Activity: Restate word for word the lines of the records below, starting at the line that contains "fn insert_path(node: &mut" and ending at the line that contains "pub fn flatten_metadata(value: &Value)", with both of those lines included and nothing else.

Task material:
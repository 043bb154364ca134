use async_trait::async_trait;
use futures::future::join_all;
use qdrant_client::{
    qdrant::{
        value::Kind, Condition, CreateCollectionBuilder, CreateFieldIndexCollectionBuilder,
        Distance, FieldType, Filter, PointStruct, ScrollPointsBuilder, SearchPointsBuilder,
        UpsertPointsBuilder, Value as QdrantValue, VectorParamsBuilder,
    },
    Payload, Qdrant,
};
use serde_json::{Map, Value};
use std::collections::HashMap;
use std::sync::Arc;
use uuid::Uuid;

use super::qdrant_config::create_qdrant_client;
use super::store::{
    Document, Metadata, MetadataFilter, ScoredDocument, SearchRequest, VectorStore,
    VectorStoreError,
};
use crate::config::StoreSettings;
use crate::providers::traits::EmbeddingProvider;

const CONTENT_KEY: &str = "content";
const METADATA_KEY: &str = "metadata";

/// Metadata keys the services filter on. Each gets a keyword payload index.
const INDEXED_KEYS: &[&str] = &[
    "docId",
    "type",
    "personal.nationalId",
    "personal.name",
    "employment.employeeNumber",
    "period.monthKey",
];

/// Qdrant-backed store. Points carry `{"content": text, "metadata": {...}}`
/// with the flat dotted metadata keys expanded into nested objects.
#[derive(Clone)]
pub struct QdrantStore {
    client: Arc<Qdrant>,
    collection: String,
    embeddings: Arc<dyn EmbeddingProvider>,
}

impl QdrantStore {
    pub async fn connect(
        settings: &StoreSettings,
        embeddings: Arc<dyn EmbeddingProvider>,
    ) -> Result<Self, VectorStoreError> {
        let client = create_qdrant_client(settings).await?;
        let store = Self {
            client: Arc::new(client),
            collection: settings.collection.clone(),
            embeddings,
        };
        store.ensure_collection(settings.dimensions).await?;
        Ok(store)
    }

    async fn ensure_collection(&self, dimensions: u64) -> Result<(), VectorStoreError> {
        let exists = self
            .client
            .collection_exists(self.collection.as_str())
            .await
            .map_err(|e| VectorStoreError::Connection(e.to_string()))?;

        if exists {
            log::info!("Collection {} already exists, skipping creation", self.collection);
            return Ok(());
        }

        self.client
            .create_collection(
                CreateCollectionBuilder::new(self.collection.as_str())
                    .vectors_config(VectorParamsBuilder::new(dimensions, Distance::Cosine)),
            )
            .await
            .map_err(|e| VectorStoreError::Operation(e.to_string()))?;
        log::info!(
            "Created collection {} ({} dimensions, cosine)",
            self.collection,
            dimensions
        );

        let fields: Vec<String> = INDEXED_KEYS
            .iter()
            .map(|key| format!("{}.{}", METADATA_KEY, key))
            .collect();
        let results = join_all(fields.iter().map(|field| {
            self.client
                .create_field_index(CreateFieldIndexCollectionBuilder::new(
                    self.collection.as_str(),
                    field.as_str(),
                    FieldType::Keyword,
                ))
        }))
        .await;

        for (field, result) in fields.iter().zip(results) {
            if let Err(e) = result {
                log::warn!("Failed to create payload index on {}: {}", field, e);
            }
        }
        Ok(())
    }
}

/// Stable point id for a document id, so re-indexing overwrites.
pub fn point_id(doc_id: &str) -> String {
    Uuid::new_v5(&Uuid::NAMESPACE_OID, doc_id.as_bytes()).to_string()
}

fn insert_path(node: &mut Map<String, Value>, parts: &[&str], value: Value) {
    match parts {
        [] => {}
        [last] => {
            node.insert(last.to_string(), value);
        }
        [head, rest @ ..] => {
            let child = node
                .entry(head.to_string())
                .or_insert_with(|| Value::Object(Map::new()));
            if !child.is_object() {
                *child = Value::Object(Map::new());
            }
            if let Value::Object(map) = child {
                insert_path(map, rest, value);
            }
        }
    }
}

/// Expands `a.b.c` keys into nested objects.
pub fn expand_metadata(metadata: &Metadata) -> Value {
    let mut root = Map::new();
    for (key, value) in metadata {
        let parts: Vec<&str> = key.split('.').collect();
        insert_path(&mut root, &parts, value.clone());
    }
    Value::Object(root)
}

/// Inverse of [`expand_metadata`].
pub fn flatten_metadata(value: &Value) -> Metadata {
    fn walk(prefix: &str, value: &Value, out: &mut Metadata) {
        match value {
            Value::Object(map) if !map.is_empty() => {
                for (key, child) in map {
                    let path = if prefix.is_empty() {
                        key.clone()
                    } else {
                        format!("{}.{}", prefix, key)
                    };
                    walk(&path, child, out);
                }
            }
            other => {
                if !prefix.is_empty() {
                    out.insert(prefix.to_string(), other.clone());
                }
            }
        }
    }

    let mut out = Metadata::new();
    walk("", value, &mut out);
    out
}

fn unsupported(key: &str, value: &Value) -> VectorStoreError {
    VectorStoreError::UnsupportedFilter {
        key: key.to_string(),
        value: value.clone(),
    }
}

fn match_condition(key: &str, value: &Value) -> Result<Condition, VectorStoreError> {
    let field = format!("{}.{}", METADATA_KEY, key);
    match value {
        Value::String(s) => Ok(Condition::matches(field, s.clone())),
        Value::Bool(b) => Ok(Condition::matches(field, *b)),
        Value::Number(n) => match n.as_i64() {
            Some(i) => Ok(Condition::matches(field, i)),
            None => Err(unsupported(key, value)),
        },
        other => Err(unsupported(key, other)),
    }
}

fn to_condition(filter: &MetadataFilter) -> Result<Condition, VectorStoreError> {
    match filter {
        MetadataFilter::Eq(key, value) => match_condition(key, value),
        nested => Ok(Condition::from(to_qdrant_filter(nested)?)),
    }
}

pub fn to_qdrant_filter(filter: &MetadataFilter) -> Result<Filter, VectorStoreError> {
    match filter {
        MetadataFilter::Eq(key, value) => Ok(Filter::must([match_condition(key, value)?])),
        MetadataFilter::And(filters) => Ok(Filter::must(
            filters
                .iter()
                .map(to_condition)
                .collect::<Result<Vec<_>, _>>()?,
        )),
        MetadataFilter::Or(filters) => Ok(Filter::should(
            filters
                .iter()
                .map(to_condition)
                .collect::<Result<Vec<_>, _>>()?,
        )),
    }
}

fn qdrant_to_json(value: QdrantValue) -> Value {
    match value.kind {
        None | Some(Kind::NullValue(_)) => Value::Null,
        Some(Kind::BoolValue(b)) => Value::Bool(b),
        Some(Kind::IntegerValue(i)) => Value::from(i),
        Some(Kind::DoubleValue(d)) => serde_json::Number::from_f64(d)
            .map(Value::Number)
            .unwrap_or(Value::Null),
        Some(Kind::StringValue(s)) => Value::String(s),
        Some(Kind::ListValue(list)) => {
            Value::Array(list.values.into_iter().map(qdrant_to_json).collect())
        }
        Some(Kind::StructValue(s)) => Value::Object(
            s.fields
                .into_iter()
                .map(|(k, v)| (k, qdrant_to_json(v)))
                .collect(),
        ),
    }
}

fn document_from_payload(id: String, payload: HashMap<String, QdrantValue>) -> Document {
    let mut payload: Map<String, Value> = payload
        .into_iter()
        .map(|(k, v)| (k, qdrant_to_json(v)))
        .collect();

    let text = match payload.remove(CONTENT_KEY) {
        Some(Value::String(s)) => s,
        _ => String::new(),
    };
    let metadata = payload
        .remove(METADATA_KEY)
        .map(|m| flatten_metadata(&m))
        .unwrap_or_default();

    // the docId metadata is authoritative; the point id is only its hash
    let id = metadata
        .get("docId")
        .and_then(Value::as_str)
        .map(str::to_string)
        .unwrap_or(id);

    Document { id, text, metadata }
}

fn point_uuid(id: Option<qdrant_client::qdrant::PointId>) -> String {
    use qdrant_client::qdrant::point_id::PointIdOptions;
    match id.and_then(|id| id.point_id_options) {
        Some(PointIdOptions::Uuid(uuid)) => uuid,
        Some(PointIdOptions::Num(n)) => n.to_string(),
        None => String::new(),
    }
}

#[async_trait]
impl VectorStore for QdrantStore {
    async fn add(&self, documents: Vec<Document>) -> Result<(), VectorStoreError> {
        if documents.is_empty() {
            return Ok(());
        }

        let texts: Vec<String> = documents.iter().map(|d| d.text.clone()).collect();
        let vectors = self
            .embeddings
            .generate_embeddings(&texts)
            .await
            .map_err(|e| VectorStoreError::Embedding(e.to_string()))?;

        let points = documents
            .into_iter()
            .zip(vectors)
            .map(|(doc, vector)| {
                let mut body = Map::new();
                body.insert(CONTENT_KEY.to_string(), Value::String(doc.text));
                body.insert(METADATA_KEY.to_string(), expand_metadata(&doc.metadata));
                let payload = Payload::try_from(Value::Object(body))
                    .map_err(|e| VectorStoreError::Operation(e.to_string()))?;
                Ok(PointStruct::new(point_id(&doc.id), vector, payload))
            })
            .collect::<Result<Vec<_>, VectorStoreError>>()?;

        let count = points.len();
        self.client
            .upsert_points(UpsertPointsBuilder::new(self.collection.as_str(), points).wait(true))
            .await
            .map_err(|e| VectorStoreError::Operation(e.to_string()))?;
        log::debug!("Upserted {} points into {}", count, self.collection);
        Ok(())
    }

    async fn similarity_search(
        &self,
        request: &SearchRequest,
    ) -> Result<Vec<ScoredDocument>, VectorStoreError> {
        let vector = self
            .embeddings
            .generate_embedding(&request.query)
            .await
            .map_err(|e| VectorStoreError::Embedding(e.to_string()))?;

        let mut search =
            SearchPointsBuilder::new(self.collection.as_str(), vector, request.top_k as u64)
                .with_payload(true);
        if let Some(filter) = &request.filter {
            search = search.filter(to_qdrant_filter(filter)?);
        }
        if let Some(threshold) = request.similarity_threshold {
            search = search.score_threshold(threshold);
        }

        let response = self
            .client
            .search_points(search)
            .await
            .map_err(|e| VectorStoreError::Operation(e.to_string()))?;

        Ok(response
            .result
            .into_iter()
            .map(|point| ScoredDocument {
                score: point.score,
                document: document_from_payload(point_uuid(point.id), point.payload),
            })
            .collect())
    }

    async fn find(
        &self,
        filter: &MetadataFilter,
        limit: usize,
    ) -> Result<Vec<Document>, VectorStoreError> {
        let response = self
            .client
            .scroll(
                ScrollPointsBuilder::new(self.collection.as_str())
                    .filter(to_qdrant_filter(filter)?)
                    .limit(limit as u32)
                    .with_payload(true),
            )
            .await
            .map_err(|e| VectorStoreError::Operation(e.to_string()))?;

        Ok(response
            .result
            .into_iter()
            .map(|point| document_from_payload(point_uuid(point.id), point.payload))
            .collect())
    }
}
use axum::{
    http::StatusCode,
    response::{IntoResponse, Response},
    Json,
};
use serde_json::json;
use thiserror::Error;

use crate::document::DocumentError;
use crate::error::PayslipError;

#[derive(Error, Debug)]
pub enum ApiError {
    #[error("{0}")]
    UnsupportedMedia(String),
    #[error("{0}")]
    BadRequest(String),
    #[error("{0}")]
    NotFound(String),
    #[error("{0}")]
    Upstream(String),
    #[error("{0}")]
    Internal(String),
}

impl ApiError {
    pub fn status(&self) -> StatusCode {
        match self {
            ApiError::UnsupportedMedia(_) => StatusCode::UNSUPPORTED_MEDIA_TYPE,
            ApiError::BadRequest(_) => StatusCode::BAD_REQUEST,
            ApiError::NotFound(_) => StatusCode::NOT_FOUND,
            ApiError::Upstream(_) => StatusCode::BAD_GATEWAY,
            ApiError::Internal(_) => StatusCode::INTERNAL_SERVER_ERROR,
        }
    }
}

impl From<PayslipError> for ApiError {
    fn from(err: PayslipError) -> Self {
        let message = err.to_string();
        match err {
            PayslipError::Document(DocumentError::Unsupported(_)) => {
                ApiError::UnsupportedMedia(message)
            }
            PayslipError::Document(DocumentError::EmptyPdf | DocumentError::InvalidImage) => {
                ApiError::BadRequest(message)
            }
            PayslipError::Document(DocumentError::Pdf(_)) => ApiError::Internal(message),
            PayslipError::InvalidInput(_) => ApiError::BadRequest(message),
            PayslipError::NotFound(_) => ApiError::NotFound(message),
            PayslipError::Model(_) | PayslipError::Store(_) => ApiError::Upstream(message),
        }
    }
}

impl IntoResponse for ApiError {
    fn into_response(self) -> Response {
        let status = self.status();
        if status.is_server_error() {
            log::error!("Request failed: {}", self);
        } else {
            log::warn!("Request rejected: {}", self);
        }
        (status, Json(json!({ "error": self.to_string() }))).into_response()
    }
}

#[cfg(test)]
mod tests {
    use super::*;
    use crate::database::VectorStoreError;

    #[test]
    fn test_status_mapping() {
        let cases = [
            (
                PayslipError::Document(DocumentError::Unsupported("text/plain".into())),
                StatusCode::UNSUPPORTED_MEDIA_TYPE,
            ),
            (
                PayslipError::Document(DocumentError::EmptyPdf),
                StatusCode::BAD_REQUEST,
            ),
            (
                PayslipError::InvalidInput("limit must be at least 1".into()),
                StatusCode::BAD_REQUEST,
            ),
            (
                PayslipError::NotFound("gone".into()),
                StatusCode::NOT_FOUND,
            ),
            (
                PayslipError::Model(anyhow::anyhow!("timeout")),
                StatusCode::BAD_GATEWAY,
            ),
            (
                PayslipError::Store(VectorStoreError::Connection("refused".into())),
                StatusCode::BAD_GATEWAY,
            ),
            (
                PayslipError::Document(DocumentError::Pdf("broken xref".into())),
                StatusCode::INTERNAL_SERVER_ERROR,
            ),
        ];

        for (err, status) in cases {
            assert_eq!(ApiError::from(err).status(), status);
        }
    }

    #[test]
    fn test_message_kept() {
        let err = ApiError::from(PayslipError::InvalidInput("Missing part 'file'".into()));
        assert_eq!(err.to_string(), "Missing part 'file'");
    }
}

Problem solution:
fn insert_path(node: &mut Map<String, Value>, parts: &[&str], value: Value) {
    match parts {
        [] => {}
        [last] => {
            node.insert(last.to_string(), value);
        }
        [head, rest @ ..] => {
            let child = node
                .entry(head.to_string())
                .or_insert_with(|| Value::Object(Map::new()));
            if !child.is_object() {
                *child = Value::Object(Map::new());
            }
            if let Value::Object(map) = child {
                insert_path(map, rest, value);
            }
        }
    }
}

/// Expands `a.b.c` keys into nested objects.
pub fn expand_metadata(metadata: &Metadata) -> Value {
    let mut root = Map::new();
    for (key, value) in metadata {
        let parts: Vec<&str> = key.split('.').collect();
        insert_path(&mut root, &parts, value.clone());
    }
    Value::Object(root)
}

/// Inverse of [`expand_metadata`].
pub fn flatten_metadata(value: &Value) -> Metadata {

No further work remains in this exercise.